When I first went to Kodiak, I had been on a diet and had lost my baby fat.  I wore a size 10, but I was very shy and got embarrassed if a boy even looked at me.  Then, being so miserable, I ate and ate and ate, for something to occupy my time and I got very heavy.  I was so unhappy.  The school was one little 2 story building in the middle of a muddy field.  The school held all the grades in one bulding.  From Kindergarten to 12th grade.  They had no football team, no marching band, nothing but basketball.  The kids who had always lived there were happy I guess because they hadn't experienced anything else.  I had gone to large schools and been in the band and traveled to many places, and I couldn't see anything good about the place.  Until my Junior year. . . .

In my Junior year, a boy came to our school from California.  He was funny and very friendly, and didn't make fun of people.  He was good looking, and wore nice clothes.  He would tell us all about California, and his home town of Sunnyvale.  The more I was around him hearing about California, I couldn't believe it when my Dad came home one day and said he had gotten new orders and we were going to move to San Diego!  I don't know why I lied to this boy, but I told him we were moving to Sunnyvale!  He got all excited and started telling me he was going to move back there with his Mom, because he had been sent to Kodiak to live with his Dad for a while.  His Mom was in Sunnyvale, and he was homesick anyway.  So, he told me all about Sunnyvale and all the places he would show me and introduce me to his friends at Sunnyvale High.  I felt bad about lying, but once I had done it, I didn't know what to do about it.  I waited until just before we left and told him the truth.  We were moving to San Diego.  He didn't get mad at me though.  He just sort of looked down at the floor and smiled.  I think he figured it out.  I liked him a lot and we always passed notes and talked between classes.  He was in my home room and we sat together.  I was in love!  I couldn't eat, or sleep and I lost a lot of weight before we left for San Diego.  I cried when we left, but the future would hold so much fun and good things, that looking back over the years, I wish I'd known what the years would bring. 

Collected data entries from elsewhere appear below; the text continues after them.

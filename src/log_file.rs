use crate::codec::{self, HINT_CRC};
use crate::error::{DbError, DbResult};
use crc::Digest;
use std::fs::{self, File, OpenOptions};
use std::io::{self, BufWriter, Write};
use std::path::{Path, PathBuf};
use tracing::{debug, error, info, warn};

/// Identity of a log file; higher ids were created later.
pub type FileId = u64;

const DATA_SUFFIX: &str = ".medea.data";
const HINT_SUFFIX: &str = ".medea.hint";

pub fn data_path(dir: &Path, id: FileId) -> PathBuf {
    dir.join(format!("{}{}", id, DATA_SUFFIX))
}

pub fn hint_path(dir: &Path, id: FileId) -> PathBuf {
    dir.join(format!("{}{}", id, HINT_SUFFIX))
}

pub fn parse_data_file_name(name: &str) -> Option<FileId> {
    parse_numbered(name, DATA_SUFFIX)
}

pub fn parse_hint_file_name(name: &str) -> Option<FileId> {
    parse_numbered(name, HINT_SUFFIX)
}

fn parse_numbered(name: &str, suffix: &str) -> Option<FileId> {
    let stem = name.strip_suffix(suffix)?;
    if stem.is_empty() || !stem.bytes().all(|b| b.is_ascii_digit()) {
        return None;
    }
    stem.parse().ok()
}

/// Ids of every `.medea.data` file in `dir`, oldest first.
pub fn list_data_file_ids(dir: &Path) -> io::Result<Vec<FileId>> {
    let mut ids = Vec::new();
    for entry in fs::read_dir(dir)? {
        let entry = entry?;
        if let Some(id) = entry.file_name().to_str().and_then(parse_data_file_name) {
            ids.push(id);
        }
    }
    ids.sort_unstable();
    Ok(ids)
}

/// Shared, read-only handle on a data file. Reads are positioned, so one
/// handle serves any number of concurrent readers.
#[derive(Debug)]
pub struct DataReader {
    id: FileId,
    path: PathBuf,
    file: File,
}

impl DataReader {
    pub fn open(dir: &Path, id: FileId) -> io::Result<Self> {
        let path = data_path(dir, id);
        let file = File::open(&path)?;
        Ok(DataReader { id, path, file })
    }

    pub fn id(&self) -> FileId {
        self.id
    }

    pub fn path(&self) -> &Path {
        &self.path
    }

    pub fn len(&self) -> io::Result<u64> {
        Ok(self.file.metadata()?.len())
    }

    pub fn is_empty(&self) -> io::Result<bool> {
        Ok(self.len()? == 0)
    }

    pub fn read_exact_at(&self, buf: &mut [u8], offset: u64) -> io::Result<()> {
        read_exact_at(&self.file, buf, offset)
    }
}

#[cfg(unix)]
fn read_exact_at(file: &File, buf: &mut [u8], offset: u64) -> io::Result<()> {
    use std::os::unix::fs::FileExt;
    file.read_exact_at(buf, offset)
}

#[cfg(windows)]
fn read_exact_at(file: &File, mut buf: &mut [u8], mut offset: u64) -> io::Result<()> {
    use std::os::windows::fs::FileExt;
    while !buf.is_empty() {
        match file.seek_read(buf, offset) {
            Ok(0) => {
                return Err(io::Error::new(
                    io::ErrorKind::UnexpectedEof,
                    "failed to fill whole buffer",
                ))
            }
            Ok(n) => {
                buf = &mut buf[n..];
                offset += n as u64;
            }
            Err(e) if e.kind() == io::ErrorKind::Interrupted => {}
            Err(e) => return Err(e),
        }
    }
    Ok(())
}

#[derive(Debug, Clone, Copy, PartialEq, Eq)]
pub enum FileState {
    Fresh,
    Writable,
    Closing,
    ReadOnly,
}

/// The writable side of one data file and its paired hint file.
///
/// `LogFile` assumes a single writer; the engine serializes access.
pub struct LogFile {
    id: FileId,
    data_path: PathBuf,
    hint_path: PathBuf,
    data: BufWriter<File>,
    hint: Option<BufWriter<File>>,
    offset: u64,
    hint_digest: Digest<'static, u32>,
    trailer_written: bool,
    state: FileState,
}

impl std::fmt::Debug for LogFile {
    fn fmt(&self, f: &mut std::fmt::Formatter<'_>) -> std::fmt::Result {
        f.debug_struct("LogFile")
            .field("id", &self.id)
            .field("data_path", &self.data_path)
            .field("offset", &self.offset)
            .field("state", &self.state)
            .finish()
    }
}

impl LogFile {
    /// Creates `{id}.medea.data` and `{id}.medea.hint` in `dir`. Both must not
    /// exist yet.
    pub fn create(dir: &Path, id: FileId) -> DbResult<Self> {
        let data_path = data_path(dir, id);
        let hint_path = hint_path(dir, id);

        let data = OpenOptions::new()
            .append(true)
            .create_new(true)
            .open(&data_path)?;
        let hint = match OpenOptions::new()
            .append(true)
            .create_new(true)
            .open(&hint_path)
        {
            Ok(f) => f,
            Err(e) => {
                if let Err(cleanup) = fs::remove_file(&data_path) {
                    warn!(
                        "Failed to remove {:?} after hint file creation failed: {}",
                        data_path, cleanup
                    );
                }
                return Err(e.into());
            }
        };

        debug!("Created log file {} at {:?}", id, data_path);
        Ok(LogFile {
            id,
            data_path,
            hint_path,
            data: BufWriter::new(data),
            hint: Some(BufWriter::new(hint)),
            offset: 0,
            hint_digest: HINT_CRC.digest(),
            trailer_written: false,
            state: FileState::Fresh,
        })
    }

    pub fn id(&self) -> FileId {
        self.id
    }

    pub fn offset(&self) -> u64 {
        self.offset
    }

    pub fn state(&self) -> FileState {
        self.state
    }

    pub fn data_path(&self) -> &Path {
        &self.data_path
    }

    pub fn hint_path(&self) -> &Path {
        &self.hint_path
    }

    fn ensure_writable(&self) -> DbResult<()> {
        match self.state {
            FileState::Fresh | FileState::Writable => Ok(()),
            _ => Err(DbError::Io(io::Error::new(
                io::ErrorKind::Other,
                format!("log file {} is closed for writing", self.id),
            ))),
        }
    }

    /// Appends raw record bytes and returns the offset they start at.
    pub fn append(&mut self, bytes: &[u8]) -> DbResult<u64> {
        self.ensure_writable()?;
        let start = self.offset;
        self.data.write_all(bytes)?;
        self.data.flush()?;
        self.offset += bytes.len() as u64;
        self.state = FileState::Writable;
        Ok(start)
    }

    /// Appends hint bytes and folds them into the running hint CRC.
    pub fn append_hint(&mut self, bytes: &[u8]) -> DbResult<()> {
        self.ensure_writable()?;
        if let Some(hint) = self.hint.as_mut() {
            hint.write_all(bytes)?;
            hint.flush()?;
            self.hint_digest.update(bytes);
        }
        Ok(())
    }

    /// Appends one or more concatenated records, then the hint records derived
    /// from exactly those bytes. Returns the offset of the first record.
    pub fn append_records(&mut self, records: &[u8], sync: bool) -> DbResult<u64> {
        let start = self.append(records)?;

        let mut hints = Vec::with_capacity(records.len().min(4096));
        let mut pos = 0usize;
        while pos < records.len() {
            let header = codec::RecordHeader::parse(&records[pos..])
                .map_err(|e| DbError::corrupt(self.id, start + pos as u64, e.to_string()))?;
            let len = header.record_len() as usize;
            codec::encode_hint_into(&mut hints, &records[pos..pos + len], start + pos as u64);
            pos += len;
        }
        self.append_hint(&hints)?;

        if sync {
            self.sync()?;
        }
        Ok(start)
    }

    /// Flushes and fsyncs both streams.
    pub fn sync(&mut self) -> DbResult<()> {
        if self.state == FileState::ReadOnly {
            return Ok(());
        }
        self.data.flush()?;
        if let Err(e) = self.data.get_ref().sync_all() {
            error!("Failed to sync data file {:?}: {}", self.data_path, e);
            return Err(e.into());
        }
        if let Some(hint) = self.hint.as_mut() {
            hint.flush()?;
            if let Err(e) = hint.get_ref().sync_all() {
                error!("Failed to sync hint file {:?}: {}", self.hint_path, e);
                return Err(e.into());
            }
        }
        Ok(())
    }

    /// Flushes and fsyncs the data file, appends the hint CRC trailer, fsyncs
    /// and closes the hint file. Calling it again is a no-op.
    pub fn close_for_writing(&mut self) -> DbResult<()> {
        if self.state == FileState::ReadOnly {
            return Ok(());
        }
        self.state = FileState::Closing;

        self.data.flush()?;
        self.data.get_ref().sync_all()?;

        if let Some(hint) = self.hint.as_mut() {
            if !self.trailer_written {
                let crc = self.hint_digest.clone().finalize();
                hint.write_all(&crc.to_be_bytes())?;
                self.trailer_written = true;
            }
            hint.flush()?;
            hint.get_ref().sync_all()?;
        }
        self.hint = None;
        self.state = FileState::ReadOnly;
        info!("Closed log file {} for writing at offset {}", self.id, self.offset);
        Ok(())
    }
}

#[cfg(test)]
mod tests {
    use super::*;
    use crate::codec::{decode_hint, encode_record, HINT_HEADER_SIZE};
    use tempfile::tempdir;

    #[test]
    fn test_file_names() {
        let dir = Path::new("/tmp/db");
        assert_eq!(data_path(dir, 7), PathBuf::from("/tmp/db/7.medea.data"));
        assert_eq!(hint_path(dir, 7), PathBuf::from("/tmp/db/7.medea.hint"));
        assert_eq!(parse_data_file_name("12.medea.data"), Some(12));
        assert_eq!(parse_data_file_name("12.medea.hint"), None);
        assert_eq!(parse_data_file_name("x12.medea.data"), None);
        assert_eq!(parse_data_file_name(".medea.data"), None);
        assert_eq!(parse_hint_file_name("3.medea.hint"), Some(3));
    }

    #[test]
    fn test_append_returns_pre_write_offset() {
        let dir = tempdir().unwrap();
        let mut file = LogFile::create(dir.path(), 1).unwrap();
        assert_eq!(file.state(), FileState::Fresh);

        let first = encode_record(b"a", b"1", 1.0);
        let second = encode_record(b"bb", b"22", 2.0);
        assert_eq!(file.append_records(&first, false).unwrap(), 0);
        assert_eq!(
            file.append_records(&second, false).unwrap(),
            first.len() as u64
        );
        assert_eq!(file.state(), FileState::Writable);
        assert_eq!(file.offset(), (first.len() + second.len()) as u64);

        let reader = DataReader::open(dir.path(), 1).unwrap();
        let mut buf = vec![0u8; second.len()];
        reader.read_exact_at(&mut buf, first.len() as u64).unwrap();
        assert_eq!(buf, second);
    }

    #[test]
    fn test_hints_follow_records_and_trailer_written_once() {
        let dir = tempdir().unwrap();
        let mut file = LogFile::create(dir.path(), 3).unwrap();
        let mut batch = encode_record(b"k1", b"v1", 1.0);
        batch.extend(encode_record(b"k2", b"value2", 2.0));
        file.append_records(&batch, true).unwrap();

        file.close_for_writing().unwrap();
        file.close_for_writing().unwrap();
        assert_eq!(file.state(), FileState::ReadOnly);

        let hints = fs::read(hint_path(dir.path(), 3)).unwrap();
        assert_eq!(hints.len(), 2 * HINT_HEADER_SIZE + 4 + 4);

        let h1 = decode_hint(&hints).unwrap();
        assert_eq!(h1.key, b"k1");
        assert_eq!(h1.record_offset, 0);
        let h2 = decode_hint(&hints[h1.len()..]).unwrap();
        assert_eq!(h2.key, b"k2");
        assert_eq!(h2.record_offset, h1.total_size as u64);

        let body = &hints[..hints.len() - 4];
        let trailer = u32::from_be_bytes(hints[hints.len() - 4..].try_into().unwrap());
        assert_eq!(trailer, HINT_CRC.checksum(body));
    }

    #[test]
    fn test_append_after_close_fails() {
        let dir = tempdir().unwrap();
        let mut file = LogFile::create(dir.path(), 1).unwrap();
        file.close_for_writing().unwrap();
        assert!(file.append(b"late").is_err());
    }

    #[test]
    fn test_create_refuses_existing_file() {
        let dir = tempdir().unwrap();
        let _first = LogFile::create(dir.path(), 5).unwrap();
        assert!(LogFile::create(dir.path(), 5).is_err());
    }

    #[test]
    fn test_create_cleans_up_data_file_when_hint_exists() {
        let dir = tempdir().unwrap();
        fs::write(hint_path(dir.path(), 7), b"stale").unwrap();
        assert!(LogFile::create(dir.path(), 7).is_err());
        assert!(!data_path(dir.path(), 7).exists());
    }

    #[test]
    fn test_list_data_file_ids_sorted() {
        let dir = tempdir().unwrap();
        for id in [10u64, 2, 33] {
            LogFile::create(dir.path(), id).unwrap();
        }
        fs::write(dir.path().join("notes.txt"), b"x").unwrap();
        assert_eq!(list_data_file_ids(dir.path()).unwrap(), vec![2, 10, 33]);
    }
}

We left Kodiak on the last day of May, 1963.  We took a small plane to Anchorage, where we got on a Boeing 707 and headed for Seattle, Washington.  We refuled there, and flew on to Los Angeles.  We flew rather low over the Golden Gage Bridge and it was pretty in the sunlight.  I was excited to see what San Diego would be like.  I fell asleep, and the next thing I knew we were getting off the plane in Los Angeles.  The airport was huge and we had to rush to get to our next plane which was very small compared to the pane we flew out of Anchorage on.  Once we were airborne, the plane was very noisy and shakey.  My poor Mom was so nervous.  I don't think she ever got on another plane!  We landed in San Diego fairly quickly, and I was amazed at how hot it was!  It was only 77*, but to me it was sweltering.  I went out of the terminal before my parents did and sat on the curb, waiting for them to get the luggage.  When they came out, we took a cab to a motel and got rooms for a couple of days.  I just layed down and went to sleep, while they went out for dinner.  They brought me food, and we stayed there a few days until my Dad was able to get checked in and find the Navy Temporary Housing at 32nd street.  Then we moved in and stayed there for a month while my Mom and Dad looked for a house.  I'll close for now and add some more at a later date.  I love all of you so much, and I hope you have fun reading about my life and all the strange things I would see and experience.  Have Fun!